IMG_3014.JPGThat’s what I thought about when I saw this skein of yarn on the side table. I guess it’s more of a pile of tangles than of loose ends (here’s hoping there is just that one loose end anyway!) … but it still seems to illustrate what I’ve been thinking about.

Normally, we think of “loose ends” as things that need to be completed or cleaned up – and thus tied up – before we call a project “Done.”  That was kind of the thought that started this post, but as it turns out, we end up looking at the idea a little differently. I am realizing that loose ends are things we have to learn to live with: sometimes parts of life are left untied, and even untidied. Sometimes it’s easy – or even exciting – to have things feel open-ended, but other times, we long for conclusion.

One thing we haven’t done much of here at our virtual kitchen table is talk about financial specifics.  Money can often make conversations turn awkward, and we didn’t want to make things like fundraisers and budgets a major focus. On the other hand, money was one of the very practical ways that God enabled us to be in Kenya for nearly 5 months, and how Ryan was able to serve at Bridgeworld College. We want you know to that God provided for our financial needs through many different people, giving many different amounts, and we are grateful for each one. Thank you for trusting God’s leading in our lives, and responding to His leading in your own lives by partnering with us financially. It was incredible to us to have people ask how they could give, and what they could do, and what did we need – and then to watch our needs being met, abundantly. Praise God for being our Provider, through His people.

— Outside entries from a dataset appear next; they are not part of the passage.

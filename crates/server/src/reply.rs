//! Reply rendering: plain text, JSON or HTML.

use axum::Json;
use axum::http::HeaderMap;
use axum::http::header::ACCEPT;
use axum::response::{Html, IntoResponse, Response};
use pasta_core::Record;
use pasta_core::config::AppConfig;
use serde::Serialize;
use std::fmt::Write;
use time::OffsetDateTime;
use time::format_description::well_known::Rfc3339;
use time::macros::format_description;

/// Representation of a reply, chosen by `?ret=` or the `Accept` header.
#[derive(Clone, Copy, Debug, Default, PartialEq, Eq)]
pub enum ReplyFormat {
    #[default]
    Text,
    Json,
    Html,
}

impl ReplyFormat {
    /// Pick the format: an explicit `ret` value wins, then `Accept`, then text.
    pub fn select(ret: Option<&str>, headers: &HeaderMap) -> Self {
        if let Some(ret) = ret {
            match ret.trim().to_ascii_lowercase().as_str() {
                "json" => return Self::Json,
                "html" => return Self::Html,
                "text" | "txt" | "plain" => return Self::Text,
                _ => {}
            }
        }

        let accept = headers
            .get(ACCEPT)
            .and_then(|v| v.to_str().ok())
            .unwrap_or_default();
        if accept.contains("application/json") {
            Self::Json
        } else if accept.contains("text/html") {
            Self::Html
        } else {
            Self::Text
        }
    }
}

/// Body of a successful ingestion.
#[derive(Debug, Serialize)]
pub struct CreatedReply {
    pub url: String,
    pub token: String,
    /// Unix seconds.
    #[serde(skip_serializing_if = "Option::is_none")]
    pub expire: Option<i64>,
}

/// One resolved entry of the public listing.
#[derive(Debug, Serialize)]
pub struct PublicEntry {
    pub url: String,
    #[serde(skip_serializing_if = "Option::is_none")]
    pub filename: Option<String>,
    pub size: u64,
    #[serde(skip_serializing_if = "Option::is_none")]
    pub expire: Option<i64>,
}

/// Reply to a successful ingestion. The token is part of every format.
pub fn created(format: ReplyFormat, url: String, record: &Record) -> Response {
    let reply = CreatedReply {
        url,
        token: record.token.clone(),
        expire: record.expire_at,
    };

    match format {
        ReplyFormat::Json => Json(reply).into_response(),
        ReplyFormat::Text => {
            let mut text = format!("url:   {}\ntoken: {}\n", reply.url, reply.token);
            if let Some(expire) = reply.expire.and_then(rfc3339) {
                let _ = writeln!(text, "expire: {expire}");
            }
            text.into_response()
        }
        ReplyFormat::Html => {
            let url = escape_html(&reply.url);
            let delete = escape_html(&format!(
                "/delete?id={}&token={}",
                record.id, reply.token
            ));
            let expire = reply
                .expire
                .and_then(rfc3339)
                .unwrap_or_else(|| "never".to_string());
            let body = format!(
                "<p>Your paste: <a href=\"{url}\">{url}</a></p>\n\
                 <p>Expires: {expire}</p>\n\
                 <p>Token: <code>{token}</code></p>\n\
                 <p><a href=\"{delete}\">Delete this paste</a></p>\n",
                token = escape_html(&reply.token),
            );
            Html(page("Paste created", &body)).into_response()
        }
    }
}

/// Reply listing public records.
pub fn listing(format: ReplyFormat, entries: Vec<PublicEntry>) -> Response {
    match format {
        ReplyFormat::Json => Json(entries).into_response(),
        ReplyFormat::Text => {
            let mut text = String::new();
            for entry in &entries {
                let _ = writeln!(
                    text,
                    "{}\t{}\t{}\t{}",
                    entry.url,
                    entry.filename.as_deref().unwrap_or("-"),
                    entry.size,
                    entry.expire.and_then(rfc3339).as_deref().unwrap_or("never"),
                );
            }
            text.into_response()
        }
        ReplyFormat::Html => {
            let mut rows = String::new();
            for entry in &entries {
                let url = escape_html(&entry.url);
                let _ = writeln!(
                    rows,
                    "<tr><td><a href=\"{url}\">{url}</a></td><td>{}</td><td>{}</td><td>{}</td></tr>",
                    escape_html(entry.filename.as_deref().unwrap_or("")),
                    entry.size,
                    entry.expire.and_then(rfc3339).as_deref().unwrap_or("never"),
                );
            }
            let body = format!(
                "<table>\n<tr><th>Paste</th><th>Filename</th><th>Size</th><th>Expires</th></tr>\n\
                 {rows}</table>\n"
            );
            Html(page("Public pastes", &body)).into_response()
        }
    }
}

/// Landing page with usage and upload forms.
pub fn index_page(config: &AppConfig, public_enabled: bool) -> Html<String> {
    let base = escape_html(config.server.base_url.trim_end_matches('/'));
    let mut body = format!(
        "<p>Upload with curl:</p>\n\
         <pre>curl --data-binary @file.txt {base}/</pre>\n\
         <p>Maximum size: {max} bytes.</p>\n\
         <h2>Upload a file</h2>\n\
         <form method=\"post\" action=\"/?ret=html\" enctype=\"multipart/form-data\">\n\
         <input type=\"text\" name=\"expire\" placeholder=\"expire (seconds)\">\n\
         <label><input type=\"checkbox\" name=\"public\" value=\"true\"> public</label>\n\
         <input type=\"file\" name=\"file\">\n\
         <input type=\"submit\" value=\"Upload\">\n\
         </form>\n\
         <h2>Paste text</h2>\n\
         <form method=\"post\" action=\"/?ret=html&amp;input=form\">\n\
         <textarea name=\"content\" rows=\"20\" cols=\"80\"></textarea><br>\n\
         <input type=\"text\" name=\"filename\" placeholder=\"filename\">\n\
         <input type=\"text\" name=\"expire\" placeholder=\"expire (seconds)\">\n\
         <label><input type=\"checkbox\" name=\"public\" value=\"true\"> public</label>\n\
         <input type=\"submit\" value=\"Paste\">\n\
         </form>\n",
        max = config.upload.max_size,
    );
    if public_enabled {
        body.push_str("<p><a href=\"/public\">Public pastes</a></p>\n");
    }
    Html(page("pasta", &body))
}

fn page(title: &str, body: &str) -> String {
    format!(
        "<!DOCTYPE html>\n<html>\n<head><meta charset=\"utf-8\"><title>{title}</title></head>\n\
         <body>\n<h1>{title}</h1>\n{body}</body>\n</html>\n"
    )
}

pub fn escape_html(text: &str) -> String {
    let mut out = String::with_capacity(text.len());
    for c in text.chars() {
        match c {
            '&' => out.push_str("&amp;"),
            '<' => out.push_str("&lt;"),
            '>' => out.push_str("&gt;"),
            '"' => out.push_str("&quot;"),
            '\'' => out.push_str("&#39;"),
            _ => out.push(c),
        }
    }
    out
}

fn rfc3339(timestamp: i64) -> Option<String> {
    OffsetDateTime::from_unix_timestamp(timestamp)
        .ok()?
        .format(&Rfc3339)
        .ok()
}

/// Format a unix timestamp as an HTTP date (`Sun, 06 Nov 1994 08:49:37 GMT`).
pub fn http_date(timestamp: i64) -> Option<String> {
    let format = format_description!(
        "[weekday repr:short], [day] [month repr:short] [year] [hour]:[minute]:[second] GMT"
    );
    OffsetDateTime::from_unix_timestamp(timestamp)
        .ok()?
        .format(&format)
        .ok()
}

#[cfg(test)]
mod tests {
    use super::*;
    use axum::http::HeaderValue;

    fn record() -> Record {
        Record {
            id: "abcdefgh".to_string(),
            token: "TOKENtoken123456".to_string(),
            expire_at: Some(784_111_777),
            ..Record::default()
        }
    }

    async fn body_text(response: Response) -> String {
        let bytes = axum::body::to_bytes(response.into_body(), usize::MAX)
            .await
            .unwrap();
        String::from_utf8(bytes.to_vec()).unwrap()
    }

    #[test]
    fn test_select_prefers_ret() {
        let mut headers = HeaderMap::new();
        headers.insert(ACCEPT, HeaderValue::from_static("text/html"));
        assert_eq!(ReplyFormat::select(Some("json"), &headers), ReplyFormat::Json);
        assert_eq!(ReplyFormat::select(Some("TEXT"), &headers), ReplyFormat::Text);
        assert_eq!(ReplyFormat::select(Some("bogus"), &headers), ReplyFormat::Html);
        assert_eq!(ReplyFormat::select(None, &headers), ReplyFormat::Html);
        assert_eq!(ReplyFormat::select(None, &HeaderMap::new()), ReplyFormat::Text);
    }

    #[tokio::test]
    async fn test_created_text() {
        let response = created(
            ReplyFormat::Text,
            "http://localhost:8199/abcdefgh".to_string(),
            &record(),
        );
        assert_eq!(
            body_text(response).await,
            "url:   http://localhost:8199/abcdefgh\ntoken: TOKENtoken123456\n\
             expire: 1994-11-06T08:49:37Z\n"
        );
    }

    #[tokio::test]
    async fn test_created_json_omits_missing_expiry() {
        let mut record = record();
        record.expire_at = None;
        let response = created(ReplyFormat::Json, "u".to_string(), &record);
        let json: serde_json::Value = serde_json::from_str(&body_text(response).await).unwrap();
        assert_eq!(json["url"], "u");
        assert_eq!(json["token"], "TOKENtoken123456");
        assert!(json.get("expire").is_none());
    }

    #[tokio::test]
    async fn test_created_html_links_delete() {
        let response = created(ReplyFormat::Html, "http://x/abcdefgh".to_string(), &record());
        let html = body_text(response).await;
        assert!(html.contains("/delete?id=abcdefgh&amp;token=TOKENtoken123456"));
        assert!(html.contains("TOKENtoken123456"));
    }

    #[test]
    fn test_http_date() {
        assert_eq!(
            http_date(784_111_777).as_deref(),
            Some("Sun, 06 Nov 1994 08:49:37 GMT")
        );
    }

    #[test]
    fn test_escape_html() {
        assert_eq!(
            escape_html("<a href=\"x\">&'"),
            "&lt;a href=&quot;x&quot;&gt;&amp;&#39;"
        );
    }
}
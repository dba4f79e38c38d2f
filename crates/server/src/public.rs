//! Bounded listing of public records.
//!
//! Ids are kept newest first, capped at `public.max_entries`, and persisted
//! to an index file inside the storage directory (one id per line, in
//! display order). Entries are pointers only: a listed id may have been
//! deleted since, so readers resolve them against the store.

use pasta_core::is_valid_id;
use pasta_storage::{RecordStore, StorageResult};
use std::collections::VecDeque;
use std::io::ErrorKind;
use std::path::{Path, PathBuf};
use tokio::fs;
use tokio::io::AsyncWriteExt;
use tokio::sync::Mutex;
use uuid::Uuid;

/// Name of the index file in the storage directory.
pub const INDEX_FILE: &str = "public.index";

pub struct PublicListing {
    max_entries: usize,
    path: PathBuf,
    ids: Mutex<VecDeque<String>>,
}

impl PublicListing {
    /// Empty listing persisted under `root`. `max_entries == 0` disables it.
    pub fn new(root: impl AsRef<Path>, max_entries: usize) -> Self {
        Self {
            max_entries,
            path: root.as_ref().join(INDEX_FILE),
            ids: Mutex::new(VecDeque::new()),
        }
    }

    /// Restore the listing from the index file.
    ///
    /// Ids that no longer resolve to a live record are dropped, and the list
    /// is cut to `max_entries` if the file held more.
    pub async fn load(store: &RecordStore, max_entries: usize) -> StorageResult<Self> {
        let listing = Self::new(store.root(), max_entries);
        if !listing.is_enabled() {
            return Ok(listing);
        }

        let text = match fs::read_to_string(&listing.path).await {
            Ok(text) => text,
            Err(e) if e.kind() == ErrorKind::NotFound => return Ok(listing),
            Err(e) => return Err(e.into()),
        };

        let mut kept = VecDeque::new();
        let mut total = 0usize;
        for id in text.lines().map(str::trim).filter(|l| !l.is_empty()) {
            total += 1;
            if kept.len() >= max_entries || kept.contains(&id.to_string()) || !is_valid_id(id) {
                continue;
            }
            match store.get(id).await {
                Ok(Some(record)) if !record.is_expired() => kept.push_back(id.to_string()),
                Ok(_) => {}
                Err(e) => tracing::warn!(id, error = %e, "dropping unreadable public entry"),
            }
        }

        if kept.len() != total {
            tracing::info!(
                kept = kept.len(),
                dropped = total - kept.len(),
                "pruned public listing"
            );
            listing.persist(&kept).await?;
        }
        *listing.ids.lock().await = kept;
        Ok(listing)
    }

    pub fn is_enabled(&self) -> bool {
        self.max_entries > 0
    }

    pub fn max_entries(&self) -> usize {
        self.max_entries
    }

    /// Put `id` at the top of the listing, dropping the oldest entries
    /// beyond the limit.
    pub async fn add(&self, id: &str) -> StorageResult<()> {
        if !self.is_enabled() {
            return Ok(());
        }
        let mut ids = self.ids.lock().await;
        ids.retain(|existing| existing != id);
        ids.push_front(id.to_string());
        ids.truncate(self.max_entries);
        self.persist(&ids).await
    }

    /// Remove `id`. Returns whether it was listed.
    pub async fn remove(&self, id: &str) -> StorageResult<bool> {
        Ok(self.remove_many(&[id.to_string()]).await? > 0)
    }

    /// Remove every id in `gone`. Returns how many were listed.
    pub async fn remove_many(&self, gone: &[String]) -> StorageResult<usize> {
        if !self.is_enabled() || gone.is_empty() {
            return Ok(0);
        }
        let mut ids = self.ids.lock().await;
        let before = ids.len();
        ids.retain(|existing| !gone.contains(existing));
        let removed = before - ids.len();
        if removed > 0 {
            self.persist(&ids).await?;
        }
        Ok(removed)
    }

    /// Listed ids, newest first.
    pub async fn entries(&self) -> Vec<String> {
        self.ids.lock().await.iter().cloned().collect()
    }

    /// Rewrite the index file. Callers hold the list lock.
    async fn persist(&self, ids: &VecDeque<String>) -> StorageResult<()> {
        let mut contents = String::with_capacity(ids.len() * 9);
        for id in ids {
            contents.push_str(id);
            contents.push('\n');
        }

        let temp_path = self
            .path
            .with_file_name(format!("{INDEX_FILE}.tmp.{}", Uuid::new_v4()));
        {
            let mut file = fs::File::create(&temp_path).await?;
            file.write_all(contents.as_bytes()).await?;
            file.sync_all().await?;
        }
        fs::rename(&temp_path, &self.path).await?;
        Ok(())
    }
}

We think we have received our final statements from the CRWM’s budget office, and we gratefully report that not only were all of our expenses covered, but there is even a small amount of funds remaining!  What might these be used for? Well, that’s one of the loose ends – we don’t know yet!  CRWM holds those funds in our name for a year, in case something else comes up yet related to our time in Kenya … OR in case a new opportunity to use them comes up for us!  Stay tuned 😉  If we do not end up using them ourselves, they will go towards another need in a similar area or project.  Be assured that your gifts were received with gratefulness and are used with discernment and care.  If you have any questions, please feel free to drop us a note (see above link 🙂 ).

Our support needs were not all financial, of course, and while it may sound cliche to say it, that doesn’t make it less true: we are even more thankful for those who prayed for us. Knowing that through the hard times, the easy times, the moments of confusion or the days of joy and wonder, that there were friends and family all around the world holding us up to our Father in prayer meant more than I know how to express. Thank you for being faithful to remember us, and to tell us that you were praying. Some people even took the time to write out some of their prayers and send a copy to us, which was a gift.

So here’s another end to leave untied – please don’t stop praying for us. The transition back to life in Iowa, and all that entails, is going reasonably well, most of the time … But there is still much to think about and process – and I refer not only to the piles of books and clothes that aren’t *quite* put away yet.  We cannot think of our time in Kenya and specifically at Bridgeworld as merely a good experience which we can now file away as “been there, done that.” Even as we are glad to see friends and family again here in North America, we tearfully miss the ones we left behind in Africa. Even as we are excited about the work here, and the things we will be involved in, we wonder how the work there is going, and we are saddened to be so far away from it now. It’s a tricky thing, to have your heart in different places around this world, and all the while having our longing for heaven intensified by grief. We pray that God will continue to lead us, and to build our love for His church in Kenya, as well as here in Pella, Iowa. We pray that we will be able to use what we have learned (and are still learning!) through our months in Kenya to serve and glorify Him which ever continent we happen to be on.  All of “this whole Kenya thing” has become part of our story, and God is still writing it.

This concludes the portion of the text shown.